| Task data |
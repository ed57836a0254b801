//! REPL - one question per line until `exit` or EOF
//!
//! Questions are handled strictly one at a time. A failed question is
//! reported and the loop moves on to the next one.

use crate::commands::{answer_question, build_controller};
use crate::output;
use anyhow::Result;
use sift_common::SiftConfig;
use std::io::{self, BufRead};

/// Words that end the session
const EXIT_WORDS: &[&str] = &["exit", "quit"];

pub fn is_exit(input: &str) -> bool {
    let lower = input.trim().to_lowercase();
    EXIT_WORDS.contains(&lower.as_str())
}

pub fn start_repl(config: &SiftConfig, version: &str) -> Result<()> {
    let controller = build_controller(config)?;
    output::display_banner(version);

    let stdin = io::stdin();
    let mut lines = stdin.lock().lines();

    loop {
        output::display_prompt();

        let input = match lines.next() {
            Some(Ok(line)) => line.trim().to_string(),
            Some(Err(e)) => {
                output::display_error(&format!("Error reading input: {}", e));
                continue;
            }
            None => break, // EOF
        };

        if input.is_empty() {
            continue;
        }
        if is_exit(&input) {
            break;
        }

        // Errors were already displayed and logged
        let _ = answer_question(&controller, &input);
    }

    Ok(())
}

| To do |
Reproduce word for word the lines of the records above, beginning at the first and ending with the line where "const EXIT_WORDS: &[&str]" appears, and nothing past it.

| Answer for this exercise |
repository ed57836a0254b801
//! REPL - one question per line until `exit` or EOF
//!
//! Questions are handled strictly one at a time. A failed question is
//! reported and the loop moves on to the next one.

use crate::commands::{answer_question, build_controller};
use crate::output;
use anyhow::Result;
use sift_common::SiftConfig;
use std::io::{self, BufRead};

/// Words that end the session
const EXIT_WORDS: &[&str] = &["exit", "quit"];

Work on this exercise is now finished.